## Work to complete
Write out every line below that includes the word "None".

## Exercise materials
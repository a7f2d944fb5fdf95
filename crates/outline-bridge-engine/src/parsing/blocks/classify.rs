use crate::vault::{SpanKind, block_placeholder};

use super::{
    kinds::{BlockQuote, Heading, Indent, ListMarker, Rule, TaskBox},
    types::{ListType, Task},
};

/// The list-specific facts of a list line.
#[derive(Debug, Clone, PartialEq, Eq)]
pub struct ListLine<'a> {
    pub indent_level: usize,
    pub list_type: ListType,
    pub number: Option<u64>,
    pub task: Option<Task>,
    pub text: &'a str,
}

/// Classification of a single line containing only local facts.
///
/// This is phase 1 of block parsing: each line is classified independently
/// without reference to surrounding context.
#[derive(Debug, Clone, PartialEq, Eq)]
pub enum LineClass<'a> {
    Blank,
    /// The line holds nothing but one code-block or callout sentinel.
    Placeholder {
        indent_level: usize,
        kind: SpanKind,
        index: usize,
    },
    Heading {
        level: u8,
        text: &'a str,
    },
    Rule,
    Quote {
        text: &'a str,
    },
    ListItem(ListLine<'a>),
    TableRow(&'a str),
    Text(&'a str),
}

/// Classifies individual lines for the block parsing phase.
pub struct MarkdownLineClassifier;

impl MarkdownLineClassifier {
    /// Classifies a line into a [`LineClass`].
    ///
    /// Rules are checked before list markers so `- - -` is a rule.
    pub fn classify<'a>(&self, line: &'a str) -> LineClass<'a> {
        let line = line.trim_end_matches(['\r', '\n']);
        if line.trim().is_empty() {
            return LineClass::Blank;
        }

        let (cols, offset) = Indent::measure(line);
        let body = &line[offset..];

        if let Some((kind, index)) = block_placeholder(line) {
            return LineClass::Placeholder {
                indent_level: Indent::level(cols),
                kind,
                index,
            };
        }
        if let Some((level, text)) = Heading::parse(line) {
            return LineClass::Heading { level, text };
        }
        if Rule::matches(line) {
            return LineClass::Rule;
        }
        let (depth, quoted) = BlockQuote::strip_prefixes(line);
        if depth > 0 {
            return LineClass::Quote {
                text: quoted.trim_end(),
            };
        }
        if let Some(marker) = ListMarker::parse(body) {
            let (task, text) = TaskBox::parse(&body[marker.len..]);
            return LineClass::ListItem(ListLine {
                indent_level: Indent::level(cols),
                list_type: marker.list_type,
                number: marker.number,
                task,
                text: text.trim(),
            });
        }
        if body.starts_with('|') {
            return LineClass::TableRow(body.trim_end());
        }
        LineClass::Text(body.trim_end())
    }
}
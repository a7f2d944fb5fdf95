use crate::vault::is_sentinel_char;

/// Bare `http://`, `https://` and `www.` addresses.
pub struct BareUrl;

impl BareUrl {
    pub const PREFIXES: [&'static str; 3] = ["https://", "http://", "www."];
    /// Trailing punctuation that belongs to the sentence, not the address.
    pub const TRAILING: [char; 8] = ['.', ',', ':', ';', '!', '?', '*', '~'];

    /// Length of the address at the start of `s`, if one starts there.
    pub fn match_len(s: &str) -> Option<usize> {
        let prefix = Self::PREFIXES.iter().find(|p| s.starts_with(**p))?;
        let end = s
            .find(|c: char| {
                c.is_whitespace() || matches!(c, '<' | '>' | '"') || is_sentinel_char(c)
            })
            .unwrap_or(s.len());
        let mut url = &s[..end];

        loop {
            let Some(last) = url.chars().next_back() else {
                break;
            };
            let unbalanced_paren =
                last == ')' && url.matches('(').count() < url.matches(')').count();
            if Self::TRAILING.contains(&last) || unbalanced_paren {
                url = &url[..url.len() - last.len_utf8()];
            } else {
                break;
            }
        }

        (url.len() > prefix.len()).then_some(url.len())
    }

    /// The address with a scheme, for use in `href`.
    pub fn href(url: &str) -> String {
        if url.starts_with("www.") {
            format!("https://{url}")
        } else {
            url.to_string()
        }
    }
}

#[cfg(test)]
mod tests {
    use super::*;

    #[test]
    fn trailing_punctuation_is_trimmed() {
        assert_eq!(BareUrl::match_len("https://example.com/a."), Some(21));
        assert_eq!(BareUrl::match_len("www.example.com, then"), Some(15));
    }

    #[test]
    fn balanced_parens_stay() {
        let s = "https://en.wikipedia.org/wiki/Rust_(language))";
        assert_eq!(BareUrl::match_len(s), Some(s.len() - 1));
    }

    #[test]
    fn bare_prefix_is_not_a_url() {
        assert_eq!(BareUrl::match_len("https:// nothing"), None);
        assert_eq!(BareUrl::match_len("plain"), None);
    }

    #[test]
    fn www_gets_a_scheme() {
        assert_eq!(BareUrl::href("www.example.com"), "https://www.example.com");
        assert_eq!(BareUrl::href("http://x.org"), "http://x.org");
    }
}
/// Prints inline nodes as HTML.
pub fn inlines(nodes: &[Inline], options: &BridgeOptions) -> String {
    let mut out = String::new();
    for node in nodes {
        match node {
            Inline::Text(text) => out.push_str(text),
            Inline::Strong(children) => tagged(&mut out, "strong", children, options),
            Inline::Emphasis(children) => tagged(&mut out, "em", children, options),
            Inline::Strikethrough(children) => tagged(&mut out, "del", children, options),
            Inline::Highlight(children) => tagged(&mut out, "mark", children, options),
            Inline::PageRef { title, label } => {
                let text = match label {
                    Some(label) => inlines(label, options),
                    None => encode_text(title).into_owned(),
                };
                out.push_str(&page_ref_anchor("page-ref", title, &text));
            }
            Inline::BlockRef { uid, label } => {
                let text = match label {
                    Some(label) => inlines(label, options),
                    None => format!("(({uid}))"),
                };
                out.push_str(&block_ref_anchor("block-ref", uid, &text));
            }
            Inline::Tag { title, .. } => {
                let text = format!("#{}", encode_text(title));
                out.push_str(&page_ref_anchor("tag", title, &text));
            }
            Inline::Url(url) => {
                out.push_str(&external_anchor(&BareUrl::href(url), &encode_text(url), "", options))
            }
            Inline::Protected { kind, index } => out.push_str(&sentinel(*kind, *index)),
        }
    }
    out
}

fn tagged(out: &mut String, tag: &str, children: &[Inline], options: &BridgeOptions) {
    out.push_str(&format!("<{tag}>{}</{tag}>", inlines(children, options)));
}
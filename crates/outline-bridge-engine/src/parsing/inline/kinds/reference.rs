/// `[[Title]]`
pub struct PageRef;

impl PageRef {
    pub const OPEN: &'static str = "[[";
    pub const CLOSE: &'static str = "]]";

    /// Byte length of a balanced `[[…]]` at the start of `s`, brackets included.
    ///
    /// Nested `[[…]]` pairs inside the title are kept as part of it.
    pub fn balanced_len(s: &str) -> Option<usize> {
        if !s.starts_with(Self::OPEN) {
            return None;
        }
        let mut depth = 0usize;
        let mut i = 0usize;
        while i < s.len() {
            let rest = &s[i..];
            if rest.starts_with('\n') {
                return None;
            }
            if rest.starts_with(Self::OPEN) {
                depth += 1;
                i += Self::OPEN.len();
            } else if rest.starts_with(Self::CLOSE) {
                depth -= 1;
                i += Self::CLOSE.len();
                if depth == 0 {
                    return (i > Self::OPEN.len() + Self::CLOSE.len()).then_some(i);
                }
            } else {
                i += rest.chars().next().map_or(1, char::len_utf8);
            }
        }
        None
    }
}

/// `((uid))`
pub struct BlockRef;

impl BlockRef {
    pub const OPEN: &'static str = "((";
    pub const CLOSE: &'static str = "))";
    pub const MIN_UID: usize = 9;
    pub const MAX_UID: usize = 10;

    pub fn is_uid_char(c: char) -> bool {
        c.is_ascii_alphanumeric() || c == '_' || c == '-'
    }

    /// The uid of a `((uid))` at the start of `s`, and the full token length.
    pub fn parse(s: &str) -> Option<(&str, usize)> {
        let inner = s.strip_prefix(Self::OPEN)?;
        let uid_len = inner
            .find(|c: char| !Self::is_uid_char(c))
            .unwrap_or(inner.len());
        let uid = &inner[..uid_len];
        let closed = inner[uid_len..].starts_with(Self::CLOSE);
        let sized = (Self::MIN_UID..=Self::MAX_UID).contains(&uid.len());
        (closed && sized).then(|| (uid, Self::OPEN.len() + uid_len + Self::CLOSE.len()))
    }
}

/// `[label](((uid)))` and `[label]([[Title]])`
pub struct NamedRef;

impl NamedRef {
    pub const LABEL_OPEN: char = '[';
    pub const LABEL_CLOSE: char = ']';
    pub const TARGET_OPEN: char = '(';
    pub const TARGET_CLOSE: char = ')';
}

/// `#word` and `#[[Multi word]]`
pub struct Tag;

impl Tag {
    pub const SIGIL: char = '#';

    /// Characters that, right before `#`, mean it is part of a URL or word.
    pub fn blocks_sigil(prev: char) -> bool {
        prev.is_alphanumeric() || matches!(prev, '_' | '/' | '&' | ':' | '=' | '?' | '#')
    }

    pub fn is_word_char(c: char) -> bool {
        c.is_alphanumeric() || matches!(c, '_' | '-' | '/')
    }
}
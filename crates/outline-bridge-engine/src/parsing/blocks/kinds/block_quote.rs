/// Blockquote line syntax.
pub struct BlockQuote;

impl BlockQuote {
    pub const PREFIX: char = '>';
    /// What printers put in front of a quoted line.
    pub const MARKER: &'static str = "> ";

    /// Strips every leading `>` (with its optional space) from a line.
    ///
    /// Nested quotes fold into one, so only the depth and the remaining text
    /// are reported.
    ///
    /// # Returns
    /// - `depth`: number of `>` prefixes found (0 if not a blockquote)
    /// - the text after the last prefix
    pub fn strip_prefixes(s: &str) -> (u8, &str) {
        let mut rest = s;
        let mut depth = 0u8;

        loop {
            let trimmed = rest.trim_start_matches([' ', '\t']);
            match trimmed.strip_prefix(Self::PREFIX) {
                Some(after) => {
                    depth = depth.saturating_add(1);
                    rest = after.strip_prefix(' ').unwrap_or(after);
                }
                None => break,
            }
        }
        if depth == 0 { (0, s) } else { (depth, rest) }
    }

    /// Strips one leading `>` and its optional space; other lines pass through.
    pub fn strip_one(s: &str) -> &str {
        match s.trim_start_matches([' ', '\t']).strip_prefix(Self::PREFIX) {
            Some(after) => after.strip_prefix(' ').unwrap_or(after),
            None => s,
        }
    }
}

#[cfg(test)]
mod tests {
    use super::*;

    #[test]
    fn strip_no_quote() {
        assert_eq!(BlockQuote::strip_prefixes("hello"), (0, "hello"));
    }

    #[test]
    fn strip_single_quote() {
        assert_eq!(BlockQuote::strip_prefixes("> hello"), (1, "hello"));
    }

    #[test]
    fn strip_spaced_nested_quote() {
        assert_eq!(BlockQuote::strip_prefixes("> > hello"), (2, "hello"));
    }

    #[test]
    fn strip_nested_quote_no_space() {
        assert_eq!(BlockQuote::strip_prefixes(">> hello"), (2, "hello"));
    }

    #[test]
    fn strip_one_keeps_inner_levels() {
        assert_eq!(BlockQuote::strip_one("> > nested"), "> nested");
        assert_eq!(BlockQuote::strip_one(">>x"), ">x");
        assert_eq!(BlockQuote::strip_one("  > body"), "body");
        assert_eq!(BlockQuote::strip_one("plain"), "plain");
    }

    #[test]
    fn empty_quote_line() {
        assert_eq!(BlockQuote::strip_prefixes(">"), (1, ""));
    }
}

## Solution to the exercise
        assert_eq!(BareUrl::match_len("https:// nothing"), None);
        assert_eq!(BareUrl::match_len("plain"), None);
                    None => encode_text(title).into_owned(),
                    None => format!("(({uid}))"),
            return None;
                return None;
        None
                None => break,
            None => s,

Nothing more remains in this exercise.